ASSIGNMENT - Your answer must be the records below, reproduced exactly.

Stored items from a collection -
+--
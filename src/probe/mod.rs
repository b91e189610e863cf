//! Protocol probing.
//!
//! For each hostname two HEAD requests are issued over the shared client:
//! - `http://<hostname>`, expected to answer 301 with `Location: https://<hostname>/`
//! - `https://<hostname>`, expected to carry a `Strict-Transport-Security` header
//!
//! Network failures are recovered here and become `ConnectionError` outcomes.
//! Target validation failures are returned as `ProbeError` and end the run.

mod classify;
mod target;
mod types;

use std::sync::Arc;

use log::{debug, warn};

use crate::config::ErrorMode;
use crate::error_handling::{update_error_stats, ProbeError, ProbeStats};

pub use classify::{classify_hsts, classify_redirect, strip_max_age};
pub use target::{expected_location, ProbeTarget, Scheme};
pub use types::{HstsOutcome, RedirectOutcome, SiteReport};

/// Issues the redirect and HSTS probes over one shared HTTP client.
///
/// The client must have redirect following disabled (see
/// `initialization::init_client`); the prober relies on seeing the raw 3xx
/// response.
#[derive(Clone)]
pub struct Prober {
    client: reqwest::Client,
    hsts_scheme: Scheme,
    stats: Arc<ProbeStats>,
}

impl Prober {
    /// Creates a prober around an already configured client.
    pub fn new(client: reqwest::Client) -> Self {
        Self {
            client,
            hsts_scheme: Scheme::Https,
            stats: Arc::new(ProbeStats::new()),
        }
    }

    /// Issues the HSTS probe over `scheme` instead of HTTPS.
    ///
    /// Lets the HSTS probe reach plaintext endpoints such as local test
    /// servers. The expected redirect `Location` stays `https://<hostname>/`.
    pub fn with_hsts_scheme(mut self, scheme: Scheme) -> Self {
        self.hsts_scheme = scheme;
        self
    }

    /// Network failure counters accumulated by this prober and its clones.
    pub fn stats(&self) -> &Arc<ProbeStats> {
        &self.stats
    }

    /// Probes `http://<hostname>` for a permanent redirect to the HTTPS origin.
    ///
    /// # Errors
    ///
    /// Returns `ProbeError::InvalidUrl` if the target URL cannot be built.
    /// Network failures are not errors; they yield `RedirectOutcome::ConnectionError`.
    pub async fn probe_redirect(&self, hostname: &str) -> Result<RedirectOutcome, ProbeError> {
        let target = ProbeTarget::new(Scheme::Http, hostname)?;

        let outcome = match self.head(&target).await {
            Some(response) => classify_redirect(hostname, response.status(), response.headers()),
            None => RedirectOutcome::ConnectionError,
        };
        debug!("Redirect probe for {}: {:?}", hostname, outcome);
        Ok(outcome)
    }

    /// Probes `https://<hostname>` for a `Strict-Transport-Security` header.
    ///
    /// Always issued over HTTPS (unless overridden with `with_hsts_scheme`),
    /// regardless of the redirect outcome.
    ///
    /// # Errors
    ///
    /// Returns `ProbeError::InvalidUrl` if the target URL cannot be built.
    pub async fn probe_hsts(&self, hostname: &str) -> Result<HstsOutcome, ProbeError> {
        let target = ProbeTarget::new(self.hsts_scheme, hostname)?;

        let outcome = match self.head(&target).await {
            Some(response) => classify_hsts(response.headers()),
            None => HstsOutcome::ConnectionError,
        };
        debug!("HSTS probe for {}: {:?}", hostname, outcome);
        Ok(outcome)
    }

    /// Probes one site and builds its report row.
    ///
    /// The redirect probe always completes before the HSTS probe starts. With
    /// `ErrorMode::Coalesced` a network failure in either probe produces
    /// `SiteReport::connection_error`, and the HSTS probe is not issued once
    /// the redirect probe has failed.
    ///
    /// # Errors
    ///
    /// Returns `ProbeError::InvalidUrl` if a target URL cannot be built.
    pub async fn probe_site(&self, hostname: &str, mode: ErrorMode) -> Result<SiteReport, ProbeError> {
        let redirect = self.probe_redirect(hostname).await?;
        if mode == ErrorMode::Coalesced && redirect.is_connection_error() {
            return Ok(SiteReport::connection_error(hostname));
        }

        let hsts = self.probe_hsts(hostname).await?;
        if mode == ErrorMode::Coalesced && hsts.is_connection_error() {
            return Ok(SiteReport::connection_error(hostname));
        }

        Ok(SiteReport::new(hostname, redirect, hsts))
    }

    // None on any network-level failure; the failure is logged and counted.
    async fn head(&self, target: &ProbeTarget) -> Option<reqwest::Response> {
        match self.client.head(target.url().clone()).send().await {
            Ok(response) => Some(response),
            Err(e) => {
                let kind = update_error_stats(&self.stats, &e);
                warn!("{} for {}: {}", kind, target.url(), e);
                None
            }
        }
    }
}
+--
RESULT BELOW -
filename src/probe/mod.rs
repository b91e189610e863cf
//! Protocol probing.
//!
//! For each hostname two HEAD requests are issued over the shared client:
//! - `http://<hostname>`, expected to answer 301 with `Location: https://<hostname>/`
//! - `https://<hostname>`, expected to carry a `Strict-Transport-Security` header
//!
//! Network failures are recovered here and become `ConnectionError` outcomes.
//! Target validation failures are returned as `ProbeError` and end the run.

mod classify;
mod target;
mod types;

use std::sync::Arc;

use log::{debug, warn};

use crate::config::ErrorMode;
use crate::error_handling::{update_error_stats, ProbeError, ProbeStats};

pub use classify::{classify_hsts, classify_redirect, strip_max_age};
pub use target::{expected_location, ProbeTarget, Scheme};
pub use types::{HstsOutcome, RedirectOutcome, SiteReport};

/// Issues the redirect and HSTS probes over one shared HTTP client.
///
/// The client must have redirect following disabled (see
/// `initialization::init_client`); the prober relies on seeing the raw 3xx
/// response.
#[derive(Clone)]
pub struct Prober {
    client: reqwest::Client,
    hsts_scheme: Scheme,
    stats: Arc<ProbeStats>,
}

impl Prober {
    /// Creates a prober around an already configured client.
    pub fn new(client: reqwest::Client) -> Self {
        Self {
            client,
            hsts_scheme: Scheme::Https,
            stats: Arc::new(ProbeStats::new()),
        }
    }

    /// Issues the HSTS probe over `scheme` instead of HTTPS.
    ///
    /// Lets the HSTS probe reach plaintext endpoints such as local test
    /// servers. The expected redirect `Location` stays `https://<hostname>/`.
    pub fn with_hsts_scheme(mut self, scheme: Scheme) -> Self {
        self.hsts_scheme = scheme;
        self
    }

    /// Network failure counters accumulated by this prober and its clones.
    pub fn stats(&self) -> &Arc<ProbeStats> {
        &self.stats
    }

    /// Probes `http://<hostname>` for a permanent redirect to the HTTPS origin.
    ///
    /// # Errors
    ///
    /// Returns `ProbeError::InvalidUrl` if the target URL cannot be built.
    /// Network failures are not errors; they yield `RedirectOutcome::ConnectionError`.
    pub async fn probe_redirect(&self, hostname: &str) -> Result<RedirectOutcome, ProbeError> {
        let target = ProbeTarget::new(Scheme::Http, hostname)?;

        let outcome = match self.head(&target).await {
            Some(response) => classify_redirect(hostname, response.status(), response.headers()),
            None => RedirectOutcome::ConnectionError,
        };
        debug!("Redirect probe for {}: {:?}", hostname, outcome);
        Ok(outcome)
    }

    /// Probes `https://<hostname>` for a `Strict-Transport-Security` header.
    ///
    /// Always issued over HTTPS (unless overridden with `with_hsts_scheme`),
    /// regardless of the redirect outcome.
    ///
    /// # Errors
    ///
    /// Returns `ProbeError::InvalidUrl` if the target URL cannot be built.
    pub async fn probe_hsts(&self, hostname: &str) -> Result<HstsOutcome, ProbeError> {
        let target = ProbeTarget::new(self.hsts_scheme, hostname)?;

        let outcome = match self.head(&target).await {
            Some(response) => classify_hsts(response.headers()),
            None => HstsOutcome::ConnectionError,
        };
        debug!("HSTS probe for {}: {:?}", hostname, outcome);
        Ok(outcome)
    }

    /// Probes one site and builds its report row.
    ///
    /// The redirect probe always completes before the HSTS probe starts. With
    /// `ErrorMode::Coalesced` a network failure in either probe produces
    /// `SiteReport::connection_error`, and the HSTS probe is not issued once
    /// the redirect probe has failed.
    ///
    /// # Errors
    ///
    /// Returns `ProbeError::InvalidUrl` if a target URL cannot be built.
    pub async fn probe_site(&self, hostname: &str, mode: ErrorMode) -> Result<SiteReport, ProbeError> {
        let redirect = self.probe_redirect(hostname).await?;
        if mode == ErrorMode::Coalesced && redirect.is_connection_error() {
            return Ok(SiteReport::connection_error(hostname));
        }

        let hsts = self.probe_hsts(hostname).await?;
        if mode == ErrorMode::Coalesced && hsts.is_connection_error() {
            return Ok(SiteReport::connection_error(hostname));
        }

        Ok(SiteReport::new(hostname, redirect, hsts))
    }

    // None on any network-level failure; the failure is logged and counted.
    async fn head(&self, target: &ProbeTarget) -> Option<reqwest::Response> {
        match self.client.head(target.url().clone()).send().await {
            Ok(response) => Some(response),
            Err(e) => {
                let kind = update_error_stats(&self.stats, &e);
                warn!("{} for {}: {}", kind, target.url(), e);
                None
            }
        }
    }
}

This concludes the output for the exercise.